// Drag state machine: grab offset, fixed plane projection, release semantics
// and the click-on-empty-space collapse policy.

use garden_core::constants::{BURST_COUNT, NODE_COLORS, PARTICLE_CAPACITY};
use garden_core::{BurstEmitter, Interaction, ParticlePool, PressOutcome, Ray, ThoughtNode};
use glam::Vec3;

fn cluster() -> Vec<ThoughtNode> {
    // overlapping along +Z: "near" is hit at t=2, "far" at t=5
    let mut near = ThoughtNode::new("near", NODE_COLORS[0], 10.0);
    near.set_position(0.0, 0.0, 12.0);
    let mut far = ThoughtNode::new("far", NODE_COLORS[1], 10.0);
    far.set_position(0.0, 0.0, 15.0);
    vec![near, far]
}

fn ray(origin: Vec3, dir: Vec3) -> Ray {
    Ray {
        origin,
        dir: dir.normalize(),
    }
}

const VIEW_DIR: Vec3 = Vec3::Z;

#[test]
fn press_grabs_nearest_node_with_stable_grab_offset() {
    let mut nodes = cluster();
    let mut interaction = Interaction::new();

    let outcome = interaction.press(&mut nodes, &ray(Vec3::ZERO, Vec3::Z), VIEW_DIR);
    assert_eq!(outcome, PressOutcome::Grabbed(0));
    assert_eq!(interaction.active_node(), Some(0));

    let session = interaction.session().expect("session must exist");
    // hit point (0,0,2) on the sphere front, node center (0,0,12)
    assert!((session.grab_offset - Vec3::new(0.0, 0.0, -10.0)).length() < 1e-5);
    assert!((session.plane.point - Vec3::new(0.0, 0.0, 2.0)).length() < 1e-5);
    assert_eq!(session.plane.normal, VIEW_DIR);
}

#[test]
fn drag_moves_node_to_plane_hit_minus_offset() {
    let mut nodes = cluster();
    let mut interaction = Interaction::new();
    interaction.press(&mut nodes, &ray(Vec3::ZERO, Vec3::Z), VIEW_DIR);

    interaction.drag(&mut nodes, &ray(Vec3::new(5.0, 3.0, 0.0), Vec3::Z));
    assert!((nodes[0].position - Vec3::new(5.0, 3.0, 12.0)).length() < 1e-5);

    // the plane never changes once a drag starts
    let session = interaction.session().unwrap();
    assert_eq!(session.plane.normal, VIEW_DIR);
    assert!((session.plane.point - Vec3::new(0.0, 0.0, 2.0)).length() < 1e-5);

    interaction.drag(&mut nodes, &ray(Vec3::new(-8.0, 1.0, 0.0), Vec3::Z));
    assert!((nodes[0].position - Vec3::new(-8.0, 1.0, 12.0)).length() < 1e-5);
}

#[test]
fn drag_with_plane_parallel_ray_is_a_noop() {
    let mut nodes = cluster();
    let mut interaction = Interaction::new();
    interaction.press(&mut nodes, &ray(Vec3::ZERO, Vec3::Z), VIEW_DIR);
    let before = nodes[0].position;

    interaction.drag(&mut nodes, &ray(Vec3::new(0.0, 50.0, 2.0), Vec3::X));
    assert_eq!(nodes[0].position, before);
}

#[test]
fn drag_without_session_is_a_noop() {
    let mut nodes = cluster();
    let before = nodes[0].position;
    Interaction::new().drag(&mut nodes, &ray(Vec3::new(5.0, 3.0, 0.0), Vec3::Z));
    assert_eq!(nodes[0].position, before);
}

#[test]
fn release_expands_and_bursts_exactly_once() {
    let mut nodes = cluster();
    let mut interaction = Interaction::new();
    let mut emitter = BurstEmitter::new(3);
    let mut pool = ParticlePool::new(PARTICLE_CAPACITY);

    interaction.press(&mut nodes, &ray(Vec3::ZERO, Vec3::Z), VIEW_DIR);
    let released = interaction.release(&mut nodes, &mut emitter, &mut pool);
    assert_eq!(released, Some(0));
    assert!(nodes[0].expanded);
    assert_eq!(pool.live_count(), BURST_COUNT);
    assert!(
        pool.particles()
            .iter()
            .all(|p| p.position == nodes[0].position),
        "burst must originate at the node's release position"
    );
    assert_eq!(interaction.active_node(), None);

    // pointer-up without a session does nothing
    let again = interaction.release(&mut nodes, &mut emitter, &mut pool);
    assert_eq!(again, None);
    assert_eq!(pool.live_count(), BURST_COUNT);
}

#[test]
fn release_after_drag_bursts_at_current_position() {
    let mut nodes = cluster();
    let mut interaction = Interaction::new();
    let mut emitter = BurstEmitter::new(3);
    let mut pool = ParticlePool::new(PARTICLE_CAPACITY);

    interaction.press(&mut nodes, &ray(Vec3::ZERO, Vec3::Z), VIEW_DIR);
    interaction.drag(&mut nodes, &ray(Vec3::new(40.0, -7.0, 0.0), Vec3::Z));
    interaction.release(&mut nodes, &mut emitter, &mut pool);

    let origin = nodes[0].position;
    assert!((origin - Vec3::new(40.0, -7.0, 12.0)).length() < 1e-4);
    assert!(pool.particles().iter().all(|p| p.position == origin));
}

#[test]
fn press_on_empty_space_collapses_every_node() {
    let mut nodes = cluster();
    nodes[0].expand_instant();
    nodes[1].expand_instant();
    let mut interaction = Interaction::new();

    let outcome = interaction.press(&mut nodes, &ray(Vec3::ZERO, -Vec3::Y), VIEW_DIR);
    assert_eq!(outcome, PressOutcome::CollapsedAll);
    assert!(nodes.iter().all(|n| !n.expanded));
    assert_eq!(interaction.active_node(), None);
}

#[test]
fn multiple_nodes_may_stay_expanded_concurrently() {
    let mut nodes = cluster();
    let mut interaction = Interaction::new();
    let mut emitter = BurstEmitter::new(9);
    let mut pool = ParticlePool::new(PARTICLE_CAPACITY);

    interaction.press(&mut nodes, &ray(Vec3::ZERO, Vec3::Z), VIEW_DIR);
    interaction.release(&mut nodes, &mut emitter, &mut pool);

    // move the first node out of the way, then grab the second
    nodes[0].set_position(1000.0, 0.0, 0.0);
    interaction.press(&mut nodes, &ray(Vec3::ZERO, Vec3::Z), VIEW_DIR);
    interaction.release(&mut nodes, &mut emitter, &mut pool);

    assert!(nodes[0].expanded && nodes[1].expanded);
}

> [YOUR TASK]
Please restate the material above, word for word and in full.

> [RESULT OF THIS TASK]
// Drag state machine: grab offset, fixed plane projection, release semantics
// and the click-on-empty-space collapse policy.

use garden_core::constants::{BURST_COUNT, NODE_COLORS, PARTICLE_CAPACITY};
use garden_core::{BurstEmitter, Interaction, ParticlePool, PressOutcome, Ray, ThoughtNode};
use glam::Vec3;

fn cluster() -> Vec<ThoughtNode> {
    // overlapping along +Z: "near" is hit at t=2, "far" at t=5
    let mut near = ThoughtNode::new("near", NODE_COLORS[0], 10.0);
    near.set_position(0.0, 0.0, 12.0);
    let mut far = ThoughtNode::new("far", NODE_COLORS[1], 10.0);
    far.set_position(0.0, 0.0, 15.0);
    vec![near, far]
}

fn ray(origin: Vec3, dir: Vec3) -> Ray {
    Ray {
        origin,
        dir: dir.normalize(),
    }
}

const VIEW_DIR: Vec3 = Vec3::Z;

#[test]
fn press_grabs_nearest_node_with_stable_grab_offset() {
    let mut nodes = cluster();
    let mut interaction = Interaction::new();

    let outcome = interaction.press(&mut nodes, &ray(Vec3::ZERO, Vec3::Z), VIEW_DIR);
    assert_eq!(outcome, PressOutcome::Grabbed(0));
    assert_eq!(interaction.active_node(), Some(0));

    let session = interaction.session().expect("session must exist");
    // hit point (0,0,2) on the sphere front, node center (0,0,12)
    assert!((session.grab_offset - Vec3::new(0.0, 0.0, -10.0)).length() < 1e-5);
    assert!((session.plane.point - Vec3::new(0.0, 0.0, 2.0)).length() < 1e-5);
    assert_eq!(session.plane.normal, VIEW_DIR);
}

#[test]
fn drag_moves_node_to_plane_hit_minus_offset() {
    let mut nodes = cluster();
    let mut interaction = Interaction::new();
    interaction.press(&mut nodes, &ray(Vec3::ZERO, Vec3::Z), VIEW_DIR);

    interaction.drag(&mut nodes, &ray(Vec3::new(5.0, 3.0, 0.0), Vec3::Z));
    assert!((nodes[0].position - Vec3::new(5.0, 3.0, 12.0)).length() < 1e-5);

    // the plane never changes once a drag starts
    let session = interaction.session().unwrap();
    assert_eq!(session.plane.normal, VIEW_DIR);
    assert!((session.plane.point - Vec3::new(0.0, 0.0, 2.0)).length() < 1e-5);

    interaction.drag(&mut nodes, &ray(Vec3::new(-8.0, 1.0, 0.0), Vec3::Z));
    assert!((nodes[0].position - Vec3::new(-8.0, 1.0, 12.0)).length() < 1e-5);
}

#[test]
fn drag_with_plane_parallel_ray_is_a_noop() {
    let mut nodes = cluster();
    let mut interaction = Interaction::new();
    interaction.press(&mut nodes, &ray(Vec3::ZERO, Vec3::Z), VIEW_DIR);
    let before = nodes[0].position;

    interaction.drag(&mut nodes, &ray(Vec3::new(0.0, 50.0, 2.0), Vec3::X));
    assert_eq!(nodes[0].position, before);
}

#[test]
fn drag_without_session_is_a_noop() {
    let mut nodes = cluster();
    let before = nodes[0].position;
    Interaction::new().drag(&mut nodes, &ray(Vec3::new(5.0, 3.0, 0.0), Vec3::Z));
    assert_eq!(nodes[0].position, before);
}

#[test]
fn release_expands_and_bursts_exactly_once() {
    let mut nodes = cluster();
    let mut interaction = Interaction::new();
    let mut emitter = BurstEmitter::new(3);
    let mut pool = ParticlePool::new(PARTICLE_CAPACITY);

    interaction.press(&mut nodes, &ray(Vec3::ZERO, Vec3::Z), VIEW_DIR);
    let released = interaction.release(&mut nodes, &mut emitter, &mut pool);
    assert_eq!(released, Some(0));
    assert!(nodes[0].expanded);
    assert_eq!(pool.live_count(), BURST_COUNT);
    assert!(
        pool.particles()
            .iter()
            .all(|p| p.position == nodes[0].position),
        "burst must originate at the node's release position"
    );
    assert_eq!(interaction.active_node(), None);

    // pointer-up without a session does nothing
    let again = interaction.release(&mut nodes, &mut emitter, &mut pool);
    assert_eq!(again, None);
    assert_eq!(pool.live_count(), BURST_COUNT);
}

#[test]
fn release_after_drag_bursts_at_current_position() {
    let mut nodes = cluster();
    let mut interaction = Interaction::new();
    let mut emitter = BurstEmitter::new(3);
    let mut pool = ParticlePool::new(PARTICLE_CAPACITY);

    interaction.press(&mut nodes, &ray(Vec3::ZERO, Vec3::Z), VIEW_DIR);
    interaction.drag(&mut nodes, &ray(Vec3::new(40.0, -7.0, 0.0), Vec3::Z));
    interaction.release(&mut nodes, &mut emitter, &mut pool);

    let origin = nodes[0].position;
    assert!((origin - Vec3::new(40.0, -7.0, 12.0)).length() < 1e-4);
    assert!(pool.particles().iter().all(|p| p.position == origin));
}

#[test]
fn press_on_empty_space_collapses_every_node() {
    let mut nodes = cluster();
    nodes[0].expand_instant();
    nodes[1].expand_instant();
    let mut interaction = Interaction::new();

    let outcome = interaction.press(&mut nodes, &ray(Vec3::ZERO, -Vec3::Y), VIEW_DIR);
    assert_eq!(outcome, PressOutcome::CollapsedAll);
    assert!(nodes.iter().all(|n| !n.expanded));
    assert_eq!(interaction.active_node(), None);
}

#[test]
fn multiple_nodes_may_stay_expanded_concurrently() {
    let mut nodes = cluster();
    let mut interaction = Interaction::new();
    let mut emitter = BurstEmitter::new(9);
    let mut pool = ParticlePool::new(PARTICLE_CAPACITY);

    interaction.press(&mut nodes, &ray(Vec3::ZERO, Vec3::Z), VIEW_DIR);
    interaction.release(&mut nodes, &mut emitter, &mut pool);

    // move the first node out of the way, then grab the second
    nodes[0].set_position(1000.0, 0.0, 0.0);
    interaction.press(&mut nodes, &ray(Vec3::ZERO, Vec3::Z), VIEW_DIR);
    interaction.release(&mut nodes, &mut emitter, &mut pool);

    assert!(nodes[0].expanded && nodes[1].expanded);
}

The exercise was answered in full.